The flow aggregator 277, in some embodiments, receives a set of keys from the analysis appliance through the network manager computer that specify how the flow data sets are aggregated. After aggregating the flows, the flow aggregator 277 performs a deduplication process to combine aggregated flow group records for two unidirectional flows between two DCNs 205 executing on host machine 200 into a single aggregated flow group record and stores the aggregated records in flow group record storage 278. From flow group record storage 278, flow group record publisher 280 publishes the aggregated flow group records to an analysis appliance according to a configurable timing provided by flow publisher timer 279. After publishing the aggregated flow group records (and, in some embodiments, receiving confirmation that the records were received), the records stored for the previous publishing time period are deleted and a new set of aggregated flow group records are generated.

In some embodiments, one of the flow aggregator 277 and the context engine 210 performs another correlation operation to associate the sets of correlated contextual attributes stored in contextual attribute storage 245 with the aggregated flow group records stored in the flow group record storage 278. In some embodiments, the correlation includes generating new flow attribute sets with additional attribute data included in existing attribute fields or appended in new attribute fields. In other embodiments, the sets of correlated contextual attributes and aggregated flow group records are tagged to identify related sets of aggregated flow group records and contextual attribute data. In some embodiments, the generated new flow group records are published from one of the publishers (e.g., flow group record publisher 280 or context publisher 247). In other embodiments, flow group record publisher 280 publishes the tagged aggregated flow group records and the context publisher 247 publishes the tagged sets of correlated contextual attributes.

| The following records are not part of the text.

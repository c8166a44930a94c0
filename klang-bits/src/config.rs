//! Runtime auto-validation and caching of the shift mode per width.
//!
//! The first `Auto`-mode operation on a width cross-checks the native and
//! arithmetic implementations over a fixed corpus and memoizes the winner in
//! a process-wide atomic slot (first writer wins, so concurrent first use
//! stays deterministic). Reassigning the default mode clears the cache.

use core::sync::atomic::{
    AtomicU8,
    Ordering,
};

use klang_types::{
    BitWidth,
    ResolvedMode,
    ShiftMode,
    Word,
};
use strum::IntoEnumIterator;

use crate::engine::BitEngine;

static DEFAULT_MODE: AtomicU8 = AtomicU8::new(ShiftMode::Auto as u8);

const UNRESOLVED: u8 = 0;

static RESOLVED: [AtomicU8; 4] = [
    AtomicU8::new(UNRESOLVED),
    AtomicU8::new(UNRESOLVED),
    AtomicU8::new(UNRESOLVED),
    AtomicU8::new(UNRESOLVED),
];

fn slot(width: BitWidth) -> &'static AtomicU8 {
    match width {
        BitWidth::W8 => &RESOLVED[0],
        BitWidth::W16 => &RESOLVED[1],
        BitWidth::W32 => &RESOLVED[2],
        BitWidth::W64 => &RESOLVED[3],
    }
}

fn decode(raw: u8) -> ResolvedMode {
    if raw == ResolvedMode::Arithmetic as u8 {
        ResolvedMode::Arithmetic
    } else {
        ResolvedMode::Native
    }
}

/// The process-wide default mode applied to `Auto` engines.
pub fn default_mode() -> ShiftMode {
    ShiftMode::from(DEFAULT_MODE.load(Ordering::Relaxed))
}

/// Reassign the default mode and clear every cached resolution.
pub fn set_default_mode(mode: ShiftMode) {
    DEFAULT_MODE.store(mode as u8, Ordering::Relaxed);
    for width in BitWidth::iter() {
        slot(width).store(UNRESOLVED, Ordering::Relaxed);
    }
}

/// Resolve `Auto` for a width, memoized per process.
pub fn resolve(width: BitWidth) -> ResolvedMode {
    let cached = slot(width).load(Ordering::Relaxed);
    if cached != UNRESOLVED {
        return decode(cached);
    }
    let resolved = resolve_uncached(width);
    // First writer wins; a concurrent resolution computed the same value.
    let _ = slot(width).compare_exchange(
        UNRESOLVED,
        resolved as u8,
        Ordering::Relaxed,
        Ordering::Relaxed,
    );
    decode(slot(width).load(Ordering::Relaxed))
}

fn resolve_uncached(width: BitWidth) -> ResolvedMode {
    match default_mode() {
        ShiftMode::Native => return ResolvedMode::Native,
        ShiftMode::Arithmetic => {
            return if width == BitWidth::W64 {
                ResolvedMode::Native
            } else {
                ResolvedMode::Arithmetic
            }
        }
        ShiftMode::Auto => {}
    }
    if width == BitWidth::W64 {
        // No arithmetic implementation above 32 bits.
        tracing::debug!(width = width.bits(), "auto mode resolved to native");
        return ResolvedMode::Native;
    }
    let diverged = corpus_diverges(width);
    let resolved = if diverged {
        ResolvedMode::Arithmetic
    } else {
        ResolvedMode::Native
    };
    tracing::debug!(
        width = width.bits(),
        diverged,
        mode = %ShiftMode::from(resolved),
        "auto shift mode resolved"
    );
    resolved
}

/// Compare native and arithmetic outputs over the validation corpus.
///
/// Returns `true` if any `(value, carry)` pair differs, in which case the
/// host's native operators cannot be trusted for this width.
fn corpus_diverges(width: BitWidth) -> bool {
    let native = BitEngine::new(width, ShiftMode::Native);
    let arith = BitEngine::new(width, ShiftMode::Arithmetic);
    for value in corpus_values(width) {
        for n in 0..width.bits() {
            let (ln, la) = (native.left_shift(value, n), arith.left_shift(value, n));
            if ln.value != la.value || ln.carry != la.carry {
                return true;
            }
            if native.right_shift(value, n).value != arith.right_shift(value, n).value {
                return true;
            }
            let (un, ua) = (
                native.unsigned_right_shift(value, n),
                arith.unsigned_right_shift(value, n),
            );
            if un.value != ua.value {
                return true;
            }
        }
    }
    false
}

#[allow(clippy::cast_possible_wrap)]
fn corpus_values(width: BitWidth) -> [Word; 7] {
    let max = width.max_value();
    [
        0,
        1,
        max,
        max - 1,
        (width.sign_bit() & width.mask()) as Word,
        (0x5555_5555_5555_5555u64 & width.mask()) as Word,
        (0xAAAA_AAAA_AAAA_AAAAu64 & width.mask()) as Word,
    ]
}

/// Restores the previous default mode when dropped.
#[must_use = "dropping the guard immediately restores the previous mode"]
pub struct ModeGuard {
    prev: ShiftMode,
}

impl Drop for ModeGuard {
    fn drop(&mut self) {
        set_default_mode(self.prev);
    }
}

/// Run `f` with `mode` as the default, restoring the previous default on
/// both normal and unwinding exit.
pub fn with_mode<R>(mode: ShiftMode, f: impl FnOnce() -> R) -> R {
    let guard = ModeGuard {
        prev: default_mode(),
    };
    set_default_mode(mode);
    let out = f();
    drop(guard);
    out
}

The anomaly detection engine 222, in some embodiments, receives flow data (from any of flow identifier and statistics storage 272, FIFO storage 275, or flow group record storage 278) and context data from context engine 210 and detects, based on the received data, anomalous behavior associated with the flows. For example, based on context data identifying the application or process associated with a flow, anomaly detection engine 222 determines that the source port is not the expected source port and is flagged as anomalous. The detection, in some embodiments, includes stateful detection, stateless detection, or a combination of both. Stateless detection does not rely on previously collected data at the host, while stateful detection, in some embodiments, maintains state data related to flows and uses the state data to detect anomalous behavior. For example, a value for a mean round trip time (RTT) or other attribute of a flow and a standard deviation for that attribute may be maintained by anomaly detection engine 222 and compared to values received in a current set of flow data to determine that the value deviates from the mean value by a certain number of standard deviations that indicates an anomaly. In some embodiments, anomaly detection engine 222 appends a field to the set of context data that is one of a flag bit that indicates that an anomaly was detected or an anomaly identifier field that indicates the type of anomaly detected (e.g., a change in the status of a flow from allowed to blocked [or vice versa], a sloppy or incomplete TCP header, an application/port mismatch, or an insecure version of an application). In some embodiments, the additional context data is provided to context engine 210 separately to be correlated with the other context data received at context engine 210. As will be understood from the discussion above, the anomaly detection process may use contextual attributes not in L2-L4 headers such as data included in L7 headers and additional context values not found in headers.

In some embodiments, the anomaly detection engine 222 takes an action or generates a suggestion based on detecting the anomaly. For example, anomaly detection engine 222 can block an anomalous flow pending user review or suggest that a new firewall rule be added to a firewall configuration. In some embodiments, the anomaly detection engines 222 on each host computer 200 can report these anomalies (e.g., via the context publisher 247) to the analysis appliance for further analysis by the anomaly processing engine.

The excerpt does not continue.